__Goal of the exercise__
In the entries below, filter for the word "This" and copy every matching line.

[Dataset excerpts]

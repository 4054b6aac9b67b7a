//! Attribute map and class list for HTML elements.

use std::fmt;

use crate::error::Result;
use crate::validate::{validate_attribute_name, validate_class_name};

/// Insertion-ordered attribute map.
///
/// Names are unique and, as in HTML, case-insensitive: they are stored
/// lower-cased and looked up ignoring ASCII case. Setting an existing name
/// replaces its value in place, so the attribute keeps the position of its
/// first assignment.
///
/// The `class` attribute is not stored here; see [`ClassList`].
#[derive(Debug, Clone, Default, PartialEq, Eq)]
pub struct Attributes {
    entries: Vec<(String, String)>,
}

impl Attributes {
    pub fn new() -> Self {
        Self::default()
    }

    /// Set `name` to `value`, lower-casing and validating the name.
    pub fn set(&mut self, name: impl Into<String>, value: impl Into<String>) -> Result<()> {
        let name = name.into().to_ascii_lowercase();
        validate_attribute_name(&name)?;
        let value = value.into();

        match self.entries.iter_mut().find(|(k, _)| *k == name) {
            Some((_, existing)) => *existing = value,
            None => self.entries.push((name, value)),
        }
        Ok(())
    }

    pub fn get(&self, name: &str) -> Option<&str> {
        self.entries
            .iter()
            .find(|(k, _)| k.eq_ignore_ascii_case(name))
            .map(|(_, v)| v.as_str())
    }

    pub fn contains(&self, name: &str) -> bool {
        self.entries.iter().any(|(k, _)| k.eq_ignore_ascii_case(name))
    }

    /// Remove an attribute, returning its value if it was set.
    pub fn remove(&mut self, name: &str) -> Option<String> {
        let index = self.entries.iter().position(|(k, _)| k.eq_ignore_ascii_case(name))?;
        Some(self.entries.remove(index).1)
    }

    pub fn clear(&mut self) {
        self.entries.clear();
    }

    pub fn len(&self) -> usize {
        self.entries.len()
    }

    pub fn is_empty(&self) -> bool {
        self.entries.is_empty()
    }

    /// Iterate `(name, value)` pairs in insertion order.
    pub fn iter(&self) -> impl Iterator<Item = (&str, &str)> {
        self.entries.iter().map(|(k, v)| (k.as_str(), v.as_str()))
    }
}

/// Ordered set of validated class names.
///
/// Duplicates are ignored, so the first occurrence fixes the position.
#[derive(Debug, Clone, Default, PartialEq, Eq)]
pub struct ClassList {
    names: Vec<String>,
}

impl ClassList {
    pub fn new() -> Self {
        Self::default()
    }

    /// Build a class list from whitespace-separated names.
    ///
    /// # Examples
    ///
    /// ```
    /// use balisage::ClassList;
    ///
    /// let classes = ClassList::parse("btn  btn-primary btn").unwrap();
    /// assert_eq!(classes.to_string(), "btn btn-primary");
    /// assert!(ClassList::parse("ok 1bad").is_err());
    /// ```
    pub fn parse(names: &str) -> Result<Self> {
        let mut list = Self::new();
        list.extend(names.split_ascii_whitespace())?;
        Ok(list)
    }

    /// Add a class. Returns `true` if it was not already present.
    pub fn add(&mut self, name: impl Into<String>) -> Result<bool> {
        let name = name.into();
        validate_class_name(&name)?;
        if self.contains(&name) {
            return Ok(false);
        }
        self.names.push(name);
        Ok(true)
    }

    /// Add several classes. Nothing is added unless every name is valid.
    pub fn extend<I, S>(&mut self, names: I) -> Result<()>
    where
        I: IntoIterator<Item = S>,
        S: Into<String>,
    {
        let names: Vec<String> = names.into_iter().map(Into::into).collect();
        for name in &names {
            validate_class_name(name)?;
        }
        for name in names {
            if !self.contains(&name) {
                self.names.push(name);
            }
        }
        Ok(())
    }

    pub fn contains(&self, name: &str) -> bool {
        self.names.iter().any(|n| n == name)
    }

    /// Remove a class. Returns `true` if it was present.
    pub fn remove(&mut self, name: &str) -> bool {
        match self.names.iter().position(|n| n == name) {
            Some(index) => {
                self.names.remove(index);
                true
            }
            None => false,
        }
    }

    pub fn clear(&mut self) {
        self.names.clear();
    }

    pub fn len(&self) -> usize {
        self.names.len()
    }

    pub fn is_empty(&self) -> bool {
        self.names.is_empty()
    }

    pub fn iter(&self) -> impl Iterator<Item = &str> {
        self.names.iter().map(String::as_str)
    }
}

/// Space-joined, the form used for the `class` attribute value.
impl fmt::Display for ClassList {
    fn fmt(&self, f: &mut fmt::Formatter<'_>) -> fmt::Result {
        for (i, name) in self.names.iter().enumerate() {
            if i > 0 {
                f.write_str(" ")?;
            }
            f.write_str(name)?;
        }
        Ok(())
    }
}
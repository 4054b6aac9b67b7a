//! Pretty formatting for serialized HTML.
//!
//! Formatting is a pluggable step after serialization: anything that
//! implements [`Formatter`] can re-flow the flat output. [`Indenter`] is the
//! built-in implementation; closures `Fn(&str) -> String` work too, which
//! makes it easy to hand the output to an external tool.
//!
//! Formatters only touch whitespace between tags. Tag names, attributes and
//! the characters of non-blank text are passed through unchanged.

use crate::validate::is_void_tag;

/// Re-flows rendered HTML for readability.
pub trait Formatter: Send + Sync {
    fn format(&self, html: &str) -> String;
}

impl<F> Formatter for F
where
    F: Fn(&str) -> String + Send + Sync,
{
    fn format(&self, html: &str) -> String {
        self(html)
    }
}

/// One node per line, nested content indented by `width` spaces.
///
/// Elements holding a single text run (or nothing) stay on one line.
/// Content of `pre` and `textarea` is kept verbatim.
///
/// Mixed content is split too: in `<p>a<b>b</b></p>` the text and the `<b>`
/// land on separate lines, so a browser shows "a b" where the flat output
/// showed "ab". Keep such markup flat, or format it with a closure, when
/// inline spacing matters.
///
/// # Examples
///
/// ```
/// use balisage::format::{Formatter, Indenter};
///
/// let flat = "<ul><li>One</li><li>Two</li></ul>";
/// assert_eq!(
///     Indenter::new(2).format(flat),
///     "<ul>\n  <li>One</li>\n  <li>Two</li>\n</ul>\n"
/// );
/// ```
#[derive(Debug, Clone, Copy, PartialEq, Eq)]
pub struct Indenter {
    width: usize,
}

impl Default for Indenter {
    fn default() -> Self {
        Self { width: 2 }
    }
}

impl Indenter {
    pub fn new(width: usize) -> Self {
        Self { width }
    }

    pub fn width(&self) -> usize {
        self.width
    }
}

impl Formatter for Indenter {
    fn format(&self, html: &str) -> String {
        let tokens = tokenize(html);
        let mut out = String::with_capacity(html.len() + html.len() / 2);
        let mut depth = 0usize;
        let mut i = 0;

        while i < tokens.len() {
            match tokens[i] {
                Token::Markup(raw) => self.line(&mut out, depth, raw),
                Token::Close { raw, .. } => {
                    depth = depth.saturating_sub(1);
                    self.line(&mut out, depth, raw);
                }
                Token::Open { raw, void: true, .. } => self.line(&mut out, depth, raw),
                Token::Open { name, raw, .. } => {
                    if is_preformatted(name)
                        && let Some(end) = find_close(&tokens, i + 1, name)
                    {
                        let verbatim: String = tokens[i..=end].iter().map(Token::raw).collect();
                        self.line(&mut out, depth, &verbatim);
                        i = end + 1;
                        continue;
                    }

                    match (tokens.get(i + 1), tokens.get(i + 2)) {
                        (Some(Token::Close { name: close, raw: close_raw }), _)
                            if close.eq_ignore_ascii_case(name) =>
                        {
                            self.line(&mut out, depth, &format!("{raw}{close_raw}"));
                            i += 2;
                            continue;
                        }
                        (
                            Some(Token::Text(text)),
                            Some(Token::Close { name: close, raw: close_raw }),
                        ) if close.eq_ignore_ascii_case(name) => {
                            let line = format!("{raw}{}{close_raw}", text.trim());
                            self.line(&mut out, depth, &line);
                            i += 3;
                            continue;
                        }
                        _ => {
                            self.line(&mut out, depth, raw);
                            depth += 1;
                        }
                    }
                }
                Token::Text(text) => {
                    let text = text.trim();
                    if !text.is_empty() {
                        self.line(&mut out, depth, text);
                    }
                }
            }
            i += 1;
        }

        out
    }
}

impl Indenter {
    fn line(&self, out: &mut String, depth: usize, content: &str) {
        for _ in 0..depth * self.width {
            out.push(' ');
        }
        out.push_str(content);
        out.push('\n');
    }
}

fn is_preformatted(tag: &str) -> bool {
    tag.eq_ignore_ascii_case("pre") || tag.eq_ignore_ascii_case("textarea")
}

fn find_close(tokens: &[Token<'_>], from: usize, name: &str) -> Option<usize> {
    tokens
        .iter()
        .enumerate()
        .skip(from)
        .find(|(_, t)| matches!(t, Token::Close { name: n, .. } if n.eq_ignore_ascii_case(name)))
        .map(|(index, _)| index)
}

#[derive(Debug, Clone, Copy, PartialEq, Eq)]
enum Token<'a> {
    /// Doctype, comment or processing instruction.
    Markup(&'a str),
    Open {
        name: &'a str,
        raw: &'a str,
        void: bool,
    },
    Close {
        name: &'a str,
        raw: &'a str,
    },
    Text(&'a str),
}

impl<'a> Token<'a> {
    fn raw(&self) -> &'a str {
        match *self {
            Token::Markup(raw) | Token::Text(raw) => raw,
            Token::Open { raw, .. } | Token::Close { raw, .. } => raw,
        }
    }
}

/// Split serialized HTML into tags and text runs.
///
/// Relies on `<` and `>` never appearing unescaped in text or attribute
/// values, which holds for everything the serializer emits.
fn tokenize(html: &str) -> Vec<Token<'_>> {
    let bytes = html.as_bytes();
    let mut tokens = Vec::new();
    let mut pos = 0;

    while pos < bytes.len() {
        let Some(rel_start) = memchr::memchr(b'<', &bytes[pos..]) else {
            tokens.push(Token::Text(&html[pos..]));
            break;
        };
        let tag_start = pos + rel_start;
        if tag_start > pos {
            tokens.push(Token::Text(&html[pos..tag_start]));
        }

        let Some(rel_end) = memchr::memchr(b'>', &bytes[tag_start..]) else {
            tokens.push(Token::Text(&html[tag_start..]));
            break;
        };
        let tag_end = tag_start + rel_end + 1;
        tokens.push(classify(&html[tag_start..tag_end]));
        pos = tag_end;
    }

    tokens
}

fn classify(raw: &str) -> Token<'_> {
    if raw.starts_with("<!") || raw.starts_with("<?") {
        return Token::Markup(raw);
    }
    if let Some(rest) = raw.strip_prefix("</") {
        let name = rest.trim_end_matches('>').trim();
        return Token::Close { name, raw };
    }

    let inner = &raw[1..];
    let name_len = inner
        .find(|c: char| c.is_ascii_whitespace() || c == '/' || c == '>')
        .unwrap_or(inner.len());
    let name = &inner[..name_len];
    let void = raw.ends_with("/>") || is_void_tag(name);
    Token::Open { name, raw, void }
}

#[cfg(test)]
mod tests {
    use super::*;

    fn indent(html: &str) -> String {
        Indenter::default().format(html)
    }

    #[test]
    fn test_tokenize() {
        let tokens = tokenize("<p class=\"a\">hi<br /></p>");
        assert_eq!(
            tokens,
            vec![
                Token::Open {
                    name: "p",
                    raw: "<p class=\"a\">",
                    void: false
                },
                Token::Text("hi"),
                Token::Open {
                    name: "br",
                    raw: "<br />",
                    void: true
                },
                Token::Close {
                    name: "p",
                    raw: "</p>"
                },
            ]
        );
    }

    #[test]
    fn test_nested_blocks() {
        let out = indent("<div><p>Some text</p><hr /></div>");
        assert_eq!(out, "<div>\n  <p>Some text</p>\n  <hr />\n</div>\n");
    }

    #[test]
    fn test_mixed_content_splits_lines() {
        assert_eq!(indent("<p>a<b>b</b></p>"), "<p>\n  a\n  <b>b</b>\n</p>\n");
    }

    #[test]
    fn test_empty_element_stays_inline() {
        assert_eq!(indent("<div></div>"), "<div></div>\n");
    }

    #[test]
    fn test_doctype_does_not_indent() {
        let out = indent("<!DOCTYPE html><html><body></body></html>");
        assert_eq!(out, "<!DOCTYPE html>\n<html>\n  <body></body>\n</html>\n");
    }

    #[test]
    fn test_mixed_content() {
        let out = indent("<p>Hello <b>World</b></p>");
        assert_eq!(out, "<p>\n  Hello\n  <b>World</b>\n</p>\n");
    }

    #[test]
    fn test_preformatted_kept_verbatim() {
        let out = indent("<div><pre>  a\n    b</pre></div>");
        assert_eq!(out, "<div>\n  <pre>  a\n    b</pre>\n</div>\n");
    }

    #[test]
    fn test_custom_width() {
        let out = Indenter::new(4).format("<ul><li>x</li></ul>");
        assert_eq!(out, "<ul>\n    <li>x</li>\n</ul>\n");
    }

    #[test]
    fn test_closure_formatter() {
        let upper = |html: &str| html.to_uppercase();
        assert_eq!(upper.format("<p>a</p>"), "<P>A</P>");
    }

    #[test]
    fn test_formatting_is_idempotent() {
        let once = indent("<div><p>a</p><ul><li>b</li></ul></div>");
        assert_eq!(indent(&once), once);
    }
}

* * *

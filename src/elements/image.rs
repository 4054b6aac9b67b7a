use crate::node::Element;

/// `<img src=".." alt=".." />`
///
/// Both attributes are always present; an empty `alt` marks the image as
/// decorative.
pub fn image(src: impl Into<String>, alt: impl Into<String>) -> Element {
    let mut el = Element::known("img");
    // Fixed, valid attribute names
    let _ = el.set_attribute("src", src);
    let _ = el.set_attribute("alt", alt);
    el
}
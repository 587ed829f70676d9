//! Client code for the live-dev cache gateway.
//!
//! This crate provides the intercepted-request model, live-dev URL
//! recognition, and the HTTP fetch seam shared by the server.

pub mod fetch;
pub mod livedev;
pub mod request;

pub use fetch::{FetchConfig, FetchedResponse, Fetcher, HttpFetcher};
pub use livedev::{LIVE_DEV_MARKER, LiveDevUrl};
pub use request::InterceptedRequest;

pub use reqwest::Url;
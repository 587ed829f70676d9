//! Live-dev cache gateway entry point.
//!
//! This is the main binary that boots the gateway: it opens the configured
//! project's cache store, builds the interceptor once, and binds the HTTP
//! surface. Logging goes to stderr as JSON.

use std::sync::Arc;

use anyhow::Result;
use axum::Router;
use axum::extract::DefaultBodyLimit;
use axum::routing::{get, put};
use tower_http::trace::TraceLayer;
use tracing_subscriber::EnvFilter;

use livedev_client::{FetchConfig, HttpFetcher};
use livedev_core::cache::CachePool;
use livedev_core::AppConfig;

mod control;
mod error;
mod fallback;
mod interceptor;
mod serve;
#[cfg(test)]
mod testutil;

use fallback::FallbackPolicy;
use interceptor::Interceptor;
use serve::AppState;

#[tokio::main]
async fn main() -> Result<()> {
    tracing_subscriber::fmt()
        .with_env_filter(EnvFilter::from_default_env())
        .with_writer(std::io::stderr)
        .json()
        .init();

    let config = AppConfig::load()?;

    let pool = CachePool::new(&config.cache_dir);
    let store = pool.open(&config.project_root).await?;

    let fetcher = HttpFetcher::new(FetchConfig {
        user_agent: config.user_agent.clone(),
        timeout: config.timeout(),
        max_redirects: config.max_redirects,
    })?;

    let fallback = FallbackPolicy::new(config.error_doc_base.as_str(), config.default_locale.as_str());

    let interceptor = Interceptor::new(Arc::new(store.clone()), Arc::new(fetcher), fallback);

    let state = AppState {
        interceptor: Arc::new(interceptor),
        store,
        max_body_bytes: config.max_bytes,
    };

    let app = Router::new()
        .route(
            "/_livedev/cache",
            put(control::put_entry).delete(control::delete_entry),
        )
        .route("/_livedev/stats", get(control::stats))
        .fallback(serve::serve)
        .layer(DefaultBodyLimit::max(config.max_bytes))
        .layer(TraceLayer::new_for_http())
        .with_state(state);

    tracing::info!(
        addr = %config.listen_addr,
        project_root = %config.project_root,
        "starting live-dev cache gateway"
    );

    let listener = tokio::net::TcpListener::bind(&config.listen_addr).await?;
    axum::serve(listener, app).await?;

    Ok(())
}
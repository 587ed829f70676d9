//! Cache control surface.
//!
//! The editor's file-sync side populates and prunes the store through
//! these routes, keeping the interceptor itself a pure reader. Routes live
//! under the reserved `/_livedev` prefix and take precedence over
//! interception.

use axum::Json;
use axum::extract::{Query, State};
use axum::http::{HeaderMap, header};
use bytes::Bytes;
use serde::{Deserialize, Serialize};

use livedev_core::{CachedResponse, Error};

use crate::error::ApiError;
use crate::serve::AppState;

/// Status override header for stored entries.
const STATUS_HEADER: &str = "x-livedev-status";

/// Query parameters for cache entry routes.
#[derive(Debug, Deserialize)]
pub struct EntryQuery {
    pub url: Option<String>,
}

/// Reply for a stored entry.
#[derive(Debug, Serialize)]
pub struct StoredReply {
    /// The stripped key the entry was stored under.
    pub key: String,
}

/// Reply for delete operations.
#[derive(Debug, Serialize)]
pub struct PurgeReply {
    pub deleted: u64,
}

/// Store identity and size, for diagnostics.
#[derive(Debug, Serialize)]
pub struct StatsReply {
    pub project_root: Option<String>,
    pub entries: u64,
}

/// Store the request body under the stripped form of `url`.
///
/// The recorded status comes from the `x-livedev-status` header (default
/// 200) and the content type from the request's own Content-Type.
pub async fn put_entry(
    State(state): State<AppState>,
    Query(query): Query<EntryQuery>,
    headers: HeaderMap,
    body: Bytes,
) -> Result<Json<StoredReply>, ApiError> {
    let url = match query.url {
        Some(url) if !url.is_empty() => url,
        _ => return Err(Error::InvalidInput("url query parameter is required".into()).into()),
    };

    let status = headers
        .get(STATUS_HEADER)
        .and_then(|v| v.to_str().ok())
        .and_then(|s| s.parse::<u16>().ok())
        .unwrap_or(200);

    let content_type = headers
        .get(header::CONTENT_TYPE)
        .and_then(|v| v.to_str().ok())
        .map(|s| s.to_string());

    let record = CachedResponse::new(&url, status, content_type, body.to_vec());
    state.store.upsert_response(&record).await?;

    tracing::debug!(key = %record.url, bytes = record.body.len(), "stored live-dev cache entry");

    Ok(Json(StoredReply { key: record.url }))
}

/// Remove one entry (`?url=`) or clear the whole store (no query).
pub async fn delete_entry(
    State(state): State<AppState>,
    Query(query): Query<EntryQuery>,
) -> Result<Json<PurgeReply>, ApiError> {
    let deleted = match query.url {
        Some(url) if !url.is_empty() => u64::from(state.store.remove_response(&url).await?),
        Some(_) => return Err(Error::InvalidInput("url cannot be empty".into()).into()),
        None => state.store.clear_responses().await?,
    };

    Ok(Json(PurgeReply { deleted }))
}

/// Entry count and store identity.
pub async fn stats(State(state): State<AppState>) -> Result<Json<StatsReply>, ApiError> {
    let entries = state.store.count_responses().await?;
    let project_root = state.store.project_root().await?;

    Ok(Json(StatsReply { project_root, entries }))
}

--

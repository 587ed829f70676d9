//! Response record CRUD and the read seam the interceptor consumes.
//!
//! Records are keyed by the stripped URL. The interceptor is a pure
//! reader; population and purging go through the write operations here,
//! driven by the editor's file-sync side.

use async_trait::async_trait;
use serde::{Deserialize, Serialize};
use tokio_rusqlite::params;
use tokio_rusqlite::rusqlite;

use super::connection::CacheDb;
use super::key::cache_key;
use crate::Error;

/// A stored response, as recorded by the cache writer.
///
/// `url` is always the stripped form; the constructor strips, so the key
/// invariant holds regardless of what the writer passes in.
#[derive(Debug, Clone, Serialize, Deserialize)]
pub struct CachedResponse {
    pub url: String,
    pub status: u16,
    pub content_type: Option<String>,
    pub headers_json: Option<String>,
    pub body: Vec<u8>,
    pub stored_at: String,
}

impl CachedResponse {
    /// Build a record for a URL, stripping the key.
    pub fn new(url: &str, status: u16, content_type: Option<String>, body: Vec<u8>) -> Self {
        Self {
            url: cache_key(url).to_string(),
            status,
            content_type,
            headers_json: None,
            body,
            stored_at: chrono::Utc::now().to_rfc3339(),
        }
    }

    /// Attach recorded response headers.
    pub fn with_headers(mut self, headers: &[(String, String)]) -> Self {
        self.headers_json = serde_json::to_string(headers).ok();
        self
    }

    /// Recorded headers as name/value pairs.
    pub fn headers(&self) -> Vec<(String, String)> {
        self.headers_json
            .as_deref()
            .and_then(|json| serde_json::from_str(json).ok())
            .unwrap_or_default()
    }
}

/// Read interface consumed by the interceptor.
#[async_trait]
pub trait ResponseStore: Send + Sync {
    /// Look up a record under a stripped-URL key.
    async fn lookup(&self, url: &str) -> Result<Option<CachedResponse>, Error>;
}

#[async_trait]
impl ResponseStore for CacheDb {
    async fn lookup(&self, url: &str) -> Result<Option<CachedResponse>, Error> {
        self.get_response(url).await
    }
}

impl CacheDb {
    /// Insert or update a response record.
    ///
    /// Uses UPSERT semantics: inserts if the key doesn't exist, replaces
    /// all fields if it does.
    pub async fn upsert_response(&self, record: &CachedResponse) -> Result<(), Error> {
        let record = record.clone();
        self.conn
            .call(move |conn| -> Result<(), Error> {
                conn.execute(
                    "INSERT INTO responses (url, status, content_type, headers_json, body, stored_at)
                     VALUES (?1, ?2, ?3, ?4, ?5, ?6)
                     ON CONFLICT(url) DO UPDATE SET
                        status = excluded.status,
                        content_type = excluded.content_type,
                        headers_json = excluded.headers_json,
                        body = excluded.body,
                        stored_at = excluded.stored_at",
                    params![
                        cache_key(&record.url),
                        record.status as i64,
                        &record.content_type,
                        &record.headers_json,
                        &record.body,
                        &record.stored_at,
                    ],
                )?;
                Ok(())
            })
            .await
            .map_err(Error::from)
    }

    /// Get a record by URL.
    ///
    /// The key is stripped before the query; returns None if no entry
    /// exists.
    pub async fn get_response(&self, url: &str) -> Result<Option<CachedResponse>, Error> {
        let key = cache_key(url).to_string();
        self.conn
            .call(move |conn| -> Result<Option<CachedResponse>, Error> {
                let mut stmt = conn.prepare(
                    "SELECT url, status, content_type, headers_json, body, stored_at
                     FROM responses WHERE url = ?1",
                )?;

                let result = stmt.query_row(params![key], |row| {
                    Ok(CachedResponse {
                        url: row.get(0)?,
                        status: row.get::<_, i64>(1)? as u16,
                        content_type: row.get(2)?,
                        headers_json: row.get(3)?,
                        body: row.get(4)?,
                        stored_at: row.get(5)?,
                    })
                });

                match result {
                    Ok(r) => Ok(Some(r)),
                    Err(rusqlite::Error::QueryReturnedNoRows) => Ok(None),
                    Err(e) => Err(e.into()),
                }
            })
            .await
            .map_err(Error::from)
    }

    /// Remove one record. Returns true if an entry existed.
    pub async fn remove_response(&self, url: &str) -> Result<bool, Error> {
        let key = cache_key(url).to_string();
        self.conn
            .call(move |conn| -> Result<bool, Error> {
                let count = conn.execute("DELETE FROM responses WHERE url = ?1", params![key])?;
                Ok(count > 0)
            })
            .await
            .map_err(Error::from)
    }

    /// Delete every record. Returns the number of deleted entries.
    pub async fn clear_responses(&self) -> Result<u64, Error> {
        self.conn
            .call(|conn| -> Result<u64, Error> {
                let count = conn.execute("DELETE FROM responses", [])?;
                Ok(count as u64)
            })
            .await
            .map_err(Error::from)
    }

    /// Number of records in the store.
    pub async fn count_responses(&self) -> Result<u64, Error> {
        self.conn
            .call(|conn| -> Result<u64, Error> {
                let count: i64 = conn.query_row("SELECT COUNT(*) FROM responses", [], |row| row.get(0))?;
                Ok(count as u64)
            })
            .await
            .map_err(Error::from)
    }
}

__Output of the task__
//! This crate provides the intercepted-request model, live-dev URL
//! This is the main binary that boots the gateway: it opens the configured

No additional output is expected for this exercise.